The translocation of a polymer across a membrane through a nanopore has received much attention, primarily due to emerging nanotechnology applications such as DNA sequencing. However, translocation is also a process that is ubiquitous in the natural world with examples including the transport of DNA and proteins across cell walls. Considering this latter motivation, the environment in which translocation occurs is relatively complicated with many intracellular and extracellular inclusions such as the cell organelles, soluble proteins, and components of the cytoskeleton and extracellular matrix. In this talk, we examine translocation in such a crowded environment via computer simulations in which we place immobile, spherical ``obstacles'' on both sides of the membrane.

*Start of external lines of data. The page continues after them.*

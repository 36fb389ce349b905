//! HTTP API 模块
//!
//! 每个资源一个子模块，各自的 `router()` 挂在 `/api/<resource>` 下，
//! 由 [`crate::core::server::build_router`] 合并。
//!
//! # 授权约定
//!
//! - 整个路由树只对一类角色开放时，用 `route_layer(require_role(..))` 统一拦截
//!   (如 `users`、各 approve/reject 子路由)。
//! - 同一路径上读写权限不同时 (如 `GET /api/employees` 对 `POST`)，在处理函数里
//!   用 [`ensure_role`] / [`ensure_permission`] 检查。

pub mod allocations;
pub mod auth;
pub mod customers;
pub mod documents;
pub mod employees;
pub mod health;
pub mod leaves;
pub mod projects;
pub mod timesheets;
pub mod users;

use crate::auth::CurrentUser;
use crate::core::ServerState;
use crate::db::repository::user as user_repo;
use crate::security_log;
use crate::utils::{AppError, AppResult};

/// Default page size for list endpoints
pub(crate) const DEFAULT_PAGE_LIMIT: i32 = 50;

/// Hard ceiling for client-supplied page sizes
pub(crate) const MAX_PAGE_LIMIT: i32 = 200;

/// Clamp optional `?limit=&offset=` query values into sane bounds
pub(crate) fn page_bounds(limit: Option<i32>, offset: Option<i32>) -> (i32, i32) {
    (
        limit.unwrap_or(DEFAULT_PAGE_LIMIT).clamp(1, MAX_PAGE_LIMIT),
        offset.unwrap_or(0).max(0),
    )
}

/// 要求当前用户属于指定角色集合，否则 403
pub(crate) fn ensure_role(user: &CurrentUser, roles: &'static [&'static str]) -> AppResult<()> {
    if user.has_role(roles) {
        return Ok(());
    }
    security_log!(
        "WARN",
        "role_denied",
        user_id = user.id,
        username = user.username.clone(),
        user_role = user.role.clone(),
        required_roles = roles.join(",")
    );
    Err(AppError::forbidden(format!(
        "Role not permitted: {}",
        user.role
    )))
}

/// 要求当前用户拥有指定权限 (支持通配符)，否则 403
pub(crate) fn ensure_permission(user: &CurrentUser, permission: &str) -> AppResult<()> {
    if user.has_permission(permission) {
        return Ok(());
    }
    security_log!(
        "WARN",
        "permission_denied",
        user_id = user.id,
        username = user.username.clone(),
        required_permission = permission.to_string()
    );
    Err(AppError::forbidden(format!(
        "Permission denied: {}",
        permission
    )))
}

/// 当前用户关联的员工 ID
///
/// 工时、请假、证件等"本人操作"都以此为主体。
/// 账号未关联员工档案时返回校验错误。
pub(crate) async fn load_employee_id(state: &ServerState, user: &CurrentUser) -> AppResult<i64> {
    let account = user_repo::find_by_id(&state.pool(), user.id)
        .await?
        .ok_or_else(|| AppError::not_found(format!("User {}", user.id)))?;
    account
        .employee_id
        .ok_or_else(|| AppError::validation("Account is not linked to an employee record"))
}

We show that an effective driving force arises i) when the concentration of obstacles across the pore differs and ii) when the arrangement of obstacles across the pore differs. A simple force model is used to estimate the magnitude of these entropic driving forces. Good agreement is found between the results and the simple models. Simulations are also performed with both effects present such that a bias resulting from a lower concentration of obstacles on the $cis$ side of the membrane is opposed by a bias arising from an increased amount of disorder on $trans$. Results from this setup indicate that in a real system where both effects are likely to play a role, it could be difficult to guess even the direction of the intrinsic resulting driving force, let alone the magnitude. We also present results from simulations in which the obstacles are mobile but restricted to different degrees.